**Work item:**
From the entries below, copy every line that has the word "DiskManager".

BEGIN Information provided

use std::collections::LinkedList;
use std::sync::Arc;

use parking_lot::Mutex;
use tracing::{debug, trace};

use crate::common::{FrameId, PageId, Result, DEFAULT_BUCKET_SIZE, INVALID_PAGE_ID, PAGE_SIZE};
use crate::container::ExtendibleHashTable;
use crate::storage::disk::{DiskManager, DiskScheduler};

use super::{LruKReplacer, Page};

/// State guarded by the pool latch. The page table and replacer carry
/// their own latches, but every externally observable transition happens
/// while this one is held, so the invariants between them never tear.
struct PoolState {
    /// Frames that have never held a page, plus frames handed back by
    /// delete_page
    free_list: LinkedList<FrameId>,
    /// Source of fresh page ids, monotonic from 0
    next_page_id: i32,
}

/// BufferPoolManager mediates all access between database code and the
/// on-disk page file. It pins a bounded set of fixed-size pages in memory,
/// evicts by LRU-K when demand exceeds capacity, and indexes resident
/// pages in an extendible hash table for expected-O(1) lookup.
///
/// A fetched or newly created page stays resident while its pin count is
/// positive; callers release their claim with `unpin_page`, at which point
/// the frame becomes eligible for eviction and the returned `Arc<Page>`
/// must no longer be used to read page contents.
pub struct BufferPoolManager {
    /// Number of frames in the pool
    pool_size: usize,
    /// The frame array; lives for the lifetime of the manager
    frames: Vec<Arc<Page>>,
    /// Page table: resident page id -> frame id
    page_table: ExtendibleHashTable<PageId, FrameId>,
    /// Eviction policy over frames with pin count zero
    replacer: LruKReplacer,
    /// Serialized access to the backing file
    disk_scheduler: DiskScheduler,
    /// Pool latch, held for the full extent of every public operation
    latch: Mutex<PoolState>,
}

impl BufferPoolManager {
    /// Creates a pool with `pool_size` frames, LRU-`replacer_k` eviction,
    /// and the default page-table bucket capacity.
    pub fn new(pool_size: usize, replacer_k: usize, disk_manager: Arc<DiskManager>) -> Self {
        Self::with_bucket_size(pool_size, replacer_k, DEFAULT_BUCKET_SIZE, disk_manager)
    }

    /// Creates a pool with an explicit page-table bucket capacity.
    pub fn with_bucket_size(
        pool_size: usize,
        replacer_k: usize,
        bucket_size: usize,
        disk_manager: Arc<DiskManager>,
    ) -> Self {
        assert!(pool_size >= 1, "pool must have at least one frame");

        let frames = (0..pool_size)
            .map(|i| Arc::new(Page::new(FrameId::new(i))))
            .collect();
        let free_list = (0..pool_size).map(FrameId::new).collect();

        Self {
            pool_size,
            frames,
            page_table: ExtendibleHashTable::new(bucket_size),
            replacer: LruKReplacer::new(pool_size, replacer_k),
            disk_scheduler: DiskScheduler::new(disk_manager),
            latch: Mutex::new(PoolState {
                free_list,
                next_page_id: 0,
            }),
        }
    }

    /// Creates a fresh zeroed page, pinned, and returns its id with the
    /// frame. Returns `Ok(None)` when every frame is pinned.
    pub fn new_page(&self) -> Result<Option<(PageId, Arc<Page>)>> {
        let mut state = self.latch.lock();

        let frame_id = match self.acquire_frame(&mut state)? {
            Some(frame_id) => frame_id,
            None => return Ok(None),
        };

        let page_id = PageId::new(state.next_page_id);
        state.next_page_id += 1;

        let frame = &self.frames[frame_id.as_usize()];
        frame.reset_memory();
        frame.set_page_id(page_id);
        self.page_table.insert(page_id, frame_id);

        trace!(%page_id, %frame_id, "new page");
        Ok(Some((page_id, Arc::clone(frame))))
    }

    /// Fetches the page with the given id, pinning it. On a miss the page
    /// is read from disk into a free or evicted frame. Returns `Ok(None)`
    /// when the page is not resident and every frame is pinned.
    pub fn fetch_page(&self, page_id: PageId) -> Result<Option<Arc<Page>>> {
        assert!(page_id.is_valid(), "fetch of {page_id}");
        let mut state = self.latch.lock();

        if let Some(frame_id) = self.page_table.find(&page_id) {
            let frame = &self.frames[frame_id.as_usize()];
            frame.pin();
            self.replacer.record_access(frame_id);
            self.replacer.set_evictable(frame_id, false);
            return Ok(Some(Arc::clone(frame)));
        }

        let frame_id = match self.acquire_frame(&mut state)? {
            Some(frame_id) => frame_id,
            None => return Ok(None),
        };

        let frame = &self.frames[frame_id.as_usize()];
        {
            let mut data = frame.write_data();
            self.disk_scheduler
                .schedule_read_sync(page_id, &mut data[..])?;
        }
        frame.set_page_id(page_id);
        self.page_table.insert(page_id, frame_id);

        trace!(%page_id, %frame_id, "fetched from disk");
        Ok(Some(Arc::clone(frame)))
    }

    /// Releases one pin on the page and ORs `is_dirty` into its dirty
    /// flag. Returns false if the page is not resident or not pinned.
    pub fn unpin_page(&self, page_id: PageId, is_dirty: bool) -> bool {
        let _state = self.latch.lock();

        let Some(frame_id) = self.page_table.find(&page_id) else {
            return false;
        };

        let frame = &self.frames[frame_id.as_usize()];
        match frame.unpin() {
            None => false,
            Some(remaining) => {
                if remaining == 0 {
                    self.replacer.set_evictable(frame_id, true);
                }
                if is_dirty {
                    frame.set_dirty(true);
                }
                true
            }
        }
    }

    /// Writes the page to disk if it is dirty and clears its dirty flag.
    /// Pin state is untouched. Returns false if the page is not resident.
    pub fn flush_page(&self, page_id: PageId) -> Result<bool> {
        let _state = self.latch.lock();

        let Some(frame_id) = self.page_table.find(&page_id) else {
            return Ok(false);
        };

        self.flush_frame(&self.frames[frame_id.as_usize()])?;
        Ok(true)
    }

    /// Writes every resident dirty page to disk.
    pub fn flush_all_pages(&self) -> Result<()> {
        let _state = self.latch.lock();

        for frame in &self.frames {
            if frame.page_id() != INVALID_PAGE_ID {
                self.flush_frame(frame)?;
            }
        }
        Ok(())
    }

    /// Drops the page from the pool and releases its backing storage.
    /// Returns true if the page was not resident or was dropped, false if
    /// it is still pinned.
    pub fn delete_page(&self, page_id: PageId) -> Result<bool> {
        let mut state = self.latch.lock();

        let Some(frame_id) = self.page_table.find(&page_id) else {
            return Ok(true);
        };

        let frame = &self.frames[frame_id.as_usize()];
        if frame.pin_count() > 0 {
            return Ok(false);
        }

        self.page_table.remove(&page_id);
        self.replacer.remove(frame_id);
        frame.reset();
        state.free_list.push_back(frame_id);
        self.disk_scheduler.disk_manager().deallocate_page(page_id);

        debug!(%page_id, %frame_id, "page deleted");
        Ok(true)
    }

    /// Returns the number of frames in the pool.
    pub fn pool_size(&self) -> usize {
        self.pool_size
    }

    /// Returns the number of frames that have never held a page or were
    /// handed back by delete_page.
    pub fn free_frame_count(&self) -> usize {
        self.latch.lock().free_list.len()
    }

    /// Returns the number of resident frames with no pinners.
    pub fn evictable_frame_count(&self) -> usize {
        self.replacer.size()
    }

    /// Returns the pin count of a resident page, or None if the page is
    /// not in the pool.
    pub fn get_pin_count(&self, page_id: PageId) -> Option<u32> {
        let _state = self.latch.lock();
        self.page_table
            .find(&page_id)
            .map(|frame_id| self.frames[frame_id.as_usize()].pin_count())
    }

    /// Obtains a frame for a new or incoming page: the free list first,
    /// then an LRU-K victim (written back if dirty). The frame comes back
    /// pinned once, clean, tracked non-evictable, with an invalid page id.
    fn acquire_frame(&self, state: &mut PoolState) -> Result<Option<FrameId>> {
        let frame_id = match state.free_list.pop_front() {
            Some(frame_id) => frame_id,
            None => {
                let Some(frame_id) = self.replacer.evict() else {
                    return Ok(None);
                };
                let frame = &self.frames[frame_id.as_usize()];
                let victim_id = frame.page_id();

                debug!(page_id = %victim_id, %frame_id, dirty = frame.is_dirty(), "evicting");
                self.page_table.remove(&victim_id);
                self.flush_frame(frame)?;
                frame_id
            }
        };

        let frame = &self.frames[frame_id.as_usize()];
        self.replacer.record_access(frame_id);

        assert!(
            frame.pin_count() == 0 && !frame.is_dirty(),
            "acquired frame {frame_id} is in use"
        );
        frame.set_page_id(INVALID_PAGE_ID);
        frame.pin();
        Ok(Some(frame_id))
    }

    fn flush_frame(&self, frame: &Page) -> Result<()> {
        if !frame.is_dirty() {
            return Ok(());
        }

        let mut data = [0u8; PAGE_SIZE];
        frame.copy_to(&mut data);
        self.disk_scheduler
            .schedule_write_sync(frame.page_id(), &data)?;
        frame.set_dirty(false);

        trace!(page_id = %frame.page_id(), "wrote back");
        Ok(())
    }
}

END Information provided

**Response box:**
use crate::storage::disk::{DiskManager, DiskScheduler};
    pub fn new(pool_size: usize, replacer_k: usize, disk_manager: Arc<DiskManager>) -> Self {
        disk_manager: Arc<DiskManager>,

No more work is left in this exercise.